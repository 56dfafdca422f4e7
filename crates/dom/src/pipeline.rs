//! Insertion pipeline
//!
//! ```ignore
//! doc.insert_new("li", None)?
//!     .at("endInside")?
//!     .and()
//!     .apply_style(&[("color", "red")])?
//!     .with_respect_to("ul#menu")?;
//! ```

use crate::accessor::{self, NodeRef};
use crate::arena::AdjacentPosition;
use crate::document::Document;
use crate::error::{DomError, Result};
use crate::factory;
use crate::style;
use crate::types::{AttributeSet, NodeId};
use crate::wrap::describe;
use std::fmt;
use std::str::FromStr;

/// Where to put the node relative to the anchor
#[derive(Debug, Clone, Copy, PartialEq, Eq)]
pub enum Position {
    /// Right before the anchor, as a sibling
    Beginning,
    /// Right after the anchor, as a sibling
    End,
    /// First child of the anchor
    BeginningInside,
    /// Last child of the anchor
    EndInside,
}

impl FromStr for Position {
    type Err = DomError;

    fn from_str(keyword: &str) -> Result<Self> {
        match keyword {
            "" => Err(DomError::InvalidArgument(
                "a non-empty position keyword is required".to_string(),
            )),
            "beginning" => Ok(Position::Beginning),
            "end" => Ok(Position::End),
            "beginningInside" => Ok(Position::BeginningInside),
            "endInside" => Ok(Position::EndInside),
            other => Err(DomError::Unsupported(format!(
                "position '{other}', expected one of: beginning, end, beginningInside, endInside"
            ))),
        }
    }
}

impl fmt::Display for Position {
    fn fmt(&self, f: &mut fmt::Formatter<'_>) -> fmt::Result {
        f.write_str(match self {
            Position::Beginning => "beginning",
            Position::End => "end",
            Position::BeginningInside => "beginningInside",
            Position::EndInside => "endInside",
        })
    }
}

impl From<Position> for AdjacentPosition {
    fn from(position: Position) -> Self {
        match position {
            Position::Beginning => AdjacentPosition::BeforeBegin,
            Position::End => AdjacentPosition::AfterEnd,
            Position::BeginningInside => AdjacentPosition::AfterBegin,
            Position::EndInside => AdjacentPosition::BeforeEnd,
        }
    }
}

/// A node waiting to be placed, plus its pending position
#[derive(Debug)]
pub struct Insertion<'d> {
    doc: &'d mut Document,
    node: NodeId,
    position: Option<Position>,
}

impl Document {
    /// Begin placing an existing node
    pub fn insert(&mut self, node_id: NodeId) -> Insertion<'_> {
        Insertion {
            doc: self,
            node: node_id,
            position: None,
        }
    }

    /// Begin placing a freshly created element
    pub fn insert_new(&mut self, tag: &str, attrs: Option<&AttributeSet>) -> Result<Insertion<'_>> {
        let node_id = factory::create(self, tag, attrs)?;
        Ok(self.insert(node_id))
    }
}

impl<'d> Insertion<'d> {
    pub fn node(&self) -> NodeId {
        self.node
    }

    pub fn position(&self) -> Option<Position> {
        self.position
    }

    /// Set the position from its keyword
    pub fn at(self, keyword: &str) -> Result<Self> {
        let position = keyword.parse()?;
        Ok(self.at_position(position))
    }

    pub fn at_position(mut self, position: Position) -> Self {
        self.position = Some(position);
        self
    }

    /// Reads better in a chain, does nothing
    pub fn and(self) -> Self {
        self
    }

    pub fn apply_style(self, rules: &[(&str, &str)]) -> Result<Self> {
        style::apply_style(self.doc, self.node, rules)?;
        Ok(self)
    }

    /// Place the node relative to `anchor`, returns the node
    ///
    /// BODY and its ancestors never move.
    pub fn with_respect_to<'a>(self, anchor: impl Into<NodeRef<'a>>) -> Result<NodeId> {
        let Some(position) = self.position else {
            return Err(DomError::InvalidArgument(
                "position must be set before choosing an anchor".to_string(),
            ));
        };
        if self.doc.arena().is_inclusive_ancestor(self.node, self.doc.body()) {
            return Err(DomError::InvalidArgument(format!(
                "{} encloses the body and cannot be moved",
                self.doc.node(self.node)?.node_name
            )));
        }
        let anchor = anchor.into();
        let anchor_id = accessor::resolve(self.doc, anchor)
            .ok_or_else(|| DomError::NotFound(describe(anchor)))?;

        self.doc
            .arena_mut()
            .insert_adjacent(anchor_id, position.into(), self.node)?;
        tracing::debug!("inserted node {} at {} of {}", self.node, position, anchor_id);
        Ok(self.node)
    }
}

#[cfg(test)]
mod tests {
    use super::*;
    use serde_json::json;

    fn doc() -> Document {
        Document::from_json(&json!({
            "tag": "body",
            "children": [
                { "tag": "ul", "attributes": { "id": "menu" }, "children": [
                    { "tag": "li", "attributes": { "id": "first" } }
                ]}
            ]
        }))
        .unwrap()
    }

    fn menu_tags(doc: &Document) -> Vec<String> {
        let menu = doc.query_selector("#menu").unwrap().unwrap();
        doc.children(menu)
            .iter()
            .map(|&id| {
                let node = doc.node(id).unwrap();
                node.attr("id").unwrap_or(&node.node_name).to_string()
            })
            .collect()
    }

    #[test]
    fn test_positions() {
        let mut doc = doc();
        for (keyword, id) in [("endInside", "last"), ("beginningInside", "zero")] {
            let attrs = AttributeSet::new().id(id);
            doc.insert_new("li", Some(&attrs))
                .unwrap()
                .at(keyword)
                .unwrap()
                .with_respect_to("#menu")
                .unwrap();
        }
        assert_eq!(menu_tags(&doc), vec!["zero", "first", "last"]);

        let p = doc.insert_new("p", None).unwrap().at("beginning").unwrap();
        let p = p.with_respect_to("#menu").unwrap();
        let h = doc.insert_new("h2", None).unwrap().at("end").unwrap();
        let h = h.with_respect_to("#menu").unwrap();
        let body = doc.children(doc.body()).to_vec();
        assert_eq!(body.first(), Some(&p));
        assert_eq!(body.last(), Some(&h));
    }

    #[test]
    fn test_moves_existing_node() {
        let mut doc = doc();
        let first = doc.query_selector("#first").unwrap().unwrap();
        doc.insert(first)
            .at_position(Position::End)
            .with_respect_to("#menu")
            .unwrap();
        assert_eq!(doc.parent(first), Some(doc.body()));
    }

    #[test]
    fn test_style_in_chain() {
        let mut doc = doc();
        let node = doc
            .insert_new("span", None)
            .unwrap()
            .at("endInside")
            .unwrap()
            .and()
            .apply_style(&[("fontWeight", "bold")])
            .unwrap()
            .with_respect_to("#first")
            .unwrap();
        assert_eq!(doc.node(node).unwrap().attr("style"), Some("font-weight: bold;"));
        assert_eq!(doc.query_selector("#first > span").unwrap(), Some(node));
    }

    #[test]
    fn test_keywords() {
        assert_eq!("beginningInside".parse::<Position>().unwrap(), Position::BeginningInside);
        assert!(matches!("".parse::<Position>(), Err(DomError::InvalidArgument(_))));
        assert!(matches!("middle".parse::<Position>(), Err(DomError::Unsupported(_))));
        assert!(matches!("Beginning".parse::<Position>(), Err(DomError::Unsupported(_))));
    }

    #[test]
    fn test_pipeline_errors() {
        let mut doc = doc();
        let err = doc.insert_new("p", None).unwrap().with_respect_to("#menu").unwrap_err();
        assert!(matches!(err, DomError::InvalidArgument(_)));

        let err = doc
            .insert_new("p", None)
            .unwrap()
            .at("end")
            .unwrap()
            .with_respect_to("#missing")
            .unwrap_err();
        assert!(matches!(err, DomError::NotFound(_)));
    }

    #[test]
    fn test_body_and_above_stay_put() {
        let mut doc = doc();
        let (html, head, body) = (doc.html(), doc.head(), doc.body());

        let err = doc
            .insert(body)
            .at_position(Position::EndInside)
            .with_respect_to(head)
            .unwrap_err();
        assert!(matches!(err, DomError::InvalidArgument(_)));
        assert_eq!(doc.parent(body), Some(html));
        assert!(doc.children(head).is_empty());

        let err = doc
            .insert(html)
            .at_position(Position::Beginning)
            .with_respect_to("#menu")
            .unwrap_err();
        assert!(matches!(err, DomError::InvalidArgument(_)));
        assert_eq!(doc.children(html), &[head, body]);
    }
}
•••••
Reproduce every line above containing "NotFound".

            .ok_or_else(|| DomError::NotFound(describe(anchor)))?;
        assert!(matches!(err, DomError::NotFound(_)));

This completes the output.